RWE will keine Atomkraftwerke in Tschechien bauen
RWE AG St

Am Mittwoch hatte der mehrheitlich staatliche, tschechische Versorger CEZ AS angekündigt, für seine Expansionspläne im Atomkraftwerk Temelin sich nach einem strategischen Partner umzuschauen.
Das 10-Milliarden-US-Dollar-Projekt in Temelin beinhaltet den Bau zweier neuer Reaktoren und wird europaweit mit Argusaugen beobachtet. CEZ will eventuell sogar die Dividende kürzen, um Mittel für den Ausbau loszueisen.
RWE verdaut noch immer den schweren Schlag vom vergangenen Jahr, als die Regierung eine Energiewende einleitete und den Atomausstieg beschleunigte. Die Entscheidung resultierte im sofortigen und permanenten Herunterfahren der Hälfte von Deutschlands 17 Reaktoren. Das drückte nachhaltig auf die Gewinne von Atomkraftbetreibern wie RWE.
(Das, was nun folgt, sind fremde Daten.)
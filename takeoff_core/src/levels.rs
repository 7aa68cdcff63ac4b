//! # Levels
//!
//! Floor and roof elevations at which horizontal framing is placed. Values are
//! absolute elevations above the column base, not storey heights. The base
//! (elevation 0) is implicit and never carries beams.

use serde::{Deserialize, Serialize};

/// Sorted, distinct, strictly positive elevations (mm).
#[derive(Debug, Clone, Default, PartialEq, Serialize, Deserialize)]
#[serde(transparent)]
pub struct LevelSet(Vec<f64>);

impl LevelSet {
    /// Elevations in ascending order
    pub fn elevations(&self) -> &[f64] {
        &self.0
    }

    /// Structure height: the top elevation, or 0 when there are no levels
    pub fn height(&self) -> f64 {
        self.0.last().copied().unwrap_or(0.0)
    }

    /// Number of levels
    pub fn len(&self) -> usize {
        self.0.len()
    }

    /// True when no level carries framing
    pub fn is_empty(&self) -> bool {
        self.0.is_empty()
    }

    /// Elevation directly below `z` (0 for the lowest level).
    ///
    /// Returns `None` if `z` is not one of the levels.
    pub fn storey_below(&self, z: f64) -> Option<f64> {
        let idx = self.0.iter().position(|v| *v == z)?;
        Some(if idx == 0 { 0.0 } else { self.0[idx - 1] })
    }

    /// True if `z` is one of the levels
    pub fn contains(&self, z: f64) -> bool {
        self.0.iter().any(|v| *v == z)
    }
}

/// Resolve raw level inputs into a [`LevelSet`].
///
/// Non-positive and non-finite values are dropped, the rest sorted ascending
/// with exact duplicates collapsed.
///
/// ```rust
/// use takeoff_core::levels::resolve_levels;
///
/// let levels = resolve_levels(&[4200.0, 0.0, 4200.0, 8400.0, -5.0]);
/// assert_eq!(levels.elevations(), &[4200.0, 8400.0]);
/// assert_eq!(levels.height(), 8400.0);
/// ```
pub fn resolve_levels(raw: &[f64]) -> LevelSet {
    let mut values: Vec<f64> = raw
        .iter()
        .copied()
        .filter(|v| v.is_finite() && *v > 0.0)
        .collect();
    values.sort_by(|a, b| a.total_cmp(b));
    values.dedup();
    LevelSet(values)
}

#[cfg(test)]
mod tests {
    use super::*;

    #[test]
    fn test_resolve_drops_and_sorts() {
        let levels = resolve_levels(&[4200.0, 0.0, 4200.0, 8400.0, -5.0]);
        assert_eq!(levels.elevations(), &[4200.0, 8400.0]);
    }

    #[test]
    fn test_resolve_unsorted_input() {
        let levels = resolve_levels(&[12600.0, 4200.0, 8400.0]);
        assert_eq!(levels.elevations(), &[4200.0, 8400.0, 12600.0]);
        assert_eq!(levels.height(), 12600.0);
    }

    #[test]
    fn test_non_finite_dropped() {
        let levels = resolve_levels(&[f64::NAN, f64::INFINITY, 3000.0]);
        assert_eq!(levels.elevations(), &[3000.0]);
    }

    #[test]
    fn test_empty_height_is_zero() {
        let levels = resolve_levels(&[0.0, -1.0]);
        assert!(levels.is_empty());
        assert_eq!(levels.height(), 0.0);
    }

    #[test]
    fn test_storey_below() {
        let levels = resolve_levels(&[4200.0, 8400.0]);
        assert_eq!(levels.storey_below(4200.0), Some(0.0));
        assert_eq!(levels.storey_below(8400.0), Some(4200.0));
        assert_eq!(levels.storey_below(5000.0), None);
    }

    #[test]
    fn test_serializes_as_array() {
        let levels = resolve_levels(&[3000.0, 6000.0]);
        assert_eq!(serde_json::to_string(&levels).unwrap(), "[3000.0,6000.0]");
    }
}
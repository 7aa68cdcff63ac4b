use crate::fmt::{format_decimal, format_optional_decimal};
use crate::quantities::QuantityTable;

const HEADER: [&str; 5] = ["category", "profile", "count", "total_length_m", "total_kg"];

/// Tab-separated quantity table with a trailing TOTAL row.
///
/// Numbers carry no thousands separators; unknown masses are written as `-`.
pub fn to_tsv(table: &QuantityTable) -> String {
    let mut lines = Vec::with_capacity(table.rows.len() + 2);
    lines.push(HEADER.join("\t"));

    for row in &table.rows {
        lines.push(
            [
                row.category.clone(),
                row.profile.clone(),
                row.count.to_string(),
                format_decimal(row.length_m, 3),
                format_optional_decimal(row.mass_kg, 3),
            ]
            .join("\t"),
        );
    }

    lines.push(
        [
            "TOTAL".to_string(),
            String::new(),
            table.totals.count.to_string(),
            format_decimal(table.totals.length_m, 3),
            format_optional_decimal(table.totals.mass_kg, 3),
        ]
        .join("\t"),
    );

    lines.join("\n")
}

#[cfg(test)]
mod tests {
    use super::*;
    use crate::members::MemberRole;
    use crate::quantities::{QuantityRow, Totals};

    #[test]
    fn test_tsv_layout() {
        let table = QuantityTable {
            rows: vec![
                QuantityRow {
                    role: MemberRole::Column,
                    category: "COLUMN".into(),
                    profile: "H-300x300x10x15".into(),
                    count: 9,
                    length_m: 75.6,
                    mass_kg: Some(7106.4),
                },
                QuantityRow {
                    role: MemberRole::Brace,
                    category: "BRACE".into(),
                    profile: "T-100".into(),
                    count: 2,
                    length_m: 14.422,
                    mass_kg: None,
                },
            ],
            totals: Totals {
                count: 11,
                length_m: 90.022,
                mass_kg: Some(7106.4),
                mass_t: Some(7.1064),
            },
        };
        let tsv = to_tsv(&table);
        let lines: Vec<&str> = tsv.lines().collect();
        assert_eq!(lines[0], "category\tprofile\tcount\ttotal_length_m\ttotal_kg");
        assert_eq!(lines[1], "COLUMN\tH-300x300x10x15\t9\t75.6\t7106.4");
        assert_eq!(lines[2], "BRACE\tT-100\t2\t14.422\t-");
        assert_eq!(lines[3], "TOTAL\t\t11\t90.022\t7106.4");
    }

    #[test]
    fn test_empty_table() {
        let tsv = to_tsv(&QuantityTable::default());
        assert_eq!(tsv, "category\tprofile\tcount\ttotal_length_m\ttotal_kg\nTOTAL\t\t0\t0\t-");
    }
}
CEZ dürfte die heutige Absage verschmerzen können. Nach eigenen Angaben hätten mehrere potenzielle strategische Partner ihr Interesse an dem Projekt bekundet. Zudem würden Dutzende von Unternehmen, hauptsächlich aus Europa, den Kauf von Anteilen am Temelin-Projekt erwägen.